Deter rabbits by modifying your landscape to make it less attractive to the animals. The University of Minnesota suggests removing tall stands of grass or shrubs and piles of debris where rabbits may hide. Keep a wide, open border of 20 feet around your vegetable garden, since rabbits are wary of crossing large open spaces.
Setup a fence around your vegetable garden. This is the best protection for your garden, according to the University of Illinois. To successfully keep out rabbits, the university suggests a 3-foot fence of chicken wire. Bury the fence's bottom 6 inches, bent at a 90-degree angle, to keep the pests from digging under the fence.
Erect wire fencing around your bean plants alone if fencing your entire garden is too expensive, according to Iowa State University.

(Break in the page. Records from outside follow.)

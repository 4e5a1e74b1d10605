//! The response type pipeline stages produce

use http::header::{HeaderMap, HeaderName, HeaderValue, CONTENT_TYPE, SET_COOKIE};
use http::StatusCode;
use serde_json::Value;

use crate::error::{HttpError, HttpResult};
use crate::request::cookies::Cookie;

/// Response body content
#[derive(Debug, Clone, PartialEq, Default)]
pub enum ResponseBody {
    #[default]
    Empty,
    Text(String),
    Json(Value),
}

/// Framework-owned response wrapping the `http` crate primitives
#[derive(Debug)]
pub struct Response {
    status: StatusCode,
    pub headers: HeaderMap,
    body: ResponseBody,
}

impl Response {
    pub fn with_status(status: StatusCode) -> Self {
        Self {
            status,
            headers: HeaderMap::new(),
            body: ResponseBody::Empty,
        }
    }

    pub fn ok() -> Self {
        Self::with_status(StatusCode::OK)
    }

    /// JSON body; sets the content type
    pub fn json(mut self, value: Value) -> Self {
        self.headers
            .insert(CONTENT_TYPE, HeaderValue::from_static("application/json"));
        self.body = ResponseBody::Json(value);
        self
    }

    /// Plain-text body; sets the content type
    pub fn text(mut self, text: impl Into<String>) -> Self {
        self.headers
            .insert(CONTENT_TYPE, HeaderValue::from_static("text/plain; charset=utf-8"));
        self.body = ResponseBody::Text(text.into());
        self
    }

    /// Set a header, replacing any previous value
    pub fn header(mut self, name: &str, value: &str) -> HttpResult<Self> {
        self.set_header(name, value)?;
        Ok(self)
    }

    /// Set a header on an existing response
    pub fn set_header(&mut self, name: &str, value: &str) -> HttpResult<()> {
        let name = HeaderName::from_bytes(name.as_bytes())
            .map_err(|e| HttpError::internal(format!("invalid header name: {e}")))?;
        let value = HeaderValue::from_str(value)
            .map_err(|e| HttpError::internal(format!("invalid header value: {e}")))?;
        self.headers.insert(name, value);
        Ok(())
    }

    /// Append a `Set-Cookie` header; appends rather than replaces so
    /// multiple cookies survive on one response.
    pub fn add_cookie(&mut self, cookie: &Cookie) -> HttpResult<()> {
        let value = HeaderValue::from_str(&cookie.to_header_value())
            .map_err(|e| HttpError::internal(format!("invalid cookie value: {e}")))?;
        self.headers.append(SET_COOKIE, value);
        Ok(())
    }

    pub fn status_code(&self) -> StatusCode {
        self.status
    }

    pub fn body(&self) -> &ResponseBody {
        &self.body
    }

    pub fn header_string(&self, name: &str) -> Option<String> {
        self.headers
            .get(name)
            .and_then(|value| value.to_str().ok())
            .map(str::to_string)
    }

    pub fn content_type(&self) -> Option<String> {
        self.header_string("content-type")
    }

    /// Serialized body bytes, for caching and transport
    pub fn body_bytes(&self) -> Vec<u8> {
        match &self.body {
            ResponseBody::Empty => Vec::new(),
            ResponseBody::Text(text) => text.as_bytes().to_vec(),
            ResponseBody::Json(value) => serde_json::to_vec(value).unwrap_or_default(),
        }
    }

    /// Rebuild a response from cached status/content-type/bytes.
    ///
    /// JSON content is re-parsed so downstream serialization stays
    /// canonical; anything else is carried as text.
    pub fn from_parts(status: StatusCode, content_type: Option<&str>, body: &[u8]) -> Self {
        let response = Self::with_status(status);
        if body.is_empty() {
            return response;
        }

        match content_type {
            Some(ct) if ct.contains("application/json") => {
                match serde_json::from_slice::<Value>(body) {
                    Ok(value) => response.json(value),
                    Err(_) => response.text(String::from_utf8_lossy(body).into_owned()),
                }
            }
            _ => response.text(String::from_utf8_lossy(body).into_owned()),
        }
    }
}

Encircle each bean plant with chicken wire, keeping the wire approximately 2 inches from the plant itself. Just like with a garden-wide fence, the encircling wire should be 3 feet high.
Spray your bean plants with a rabbit deterrent spray. This is ideal only when the plants aren't producing beans, since such deterrents leave a nasty taste on any surface upon which it's applied. Use any of the many sprays available at garden stores. North Dakota State University recommends using one formulated with capsaicin, an all natural extract from peppers.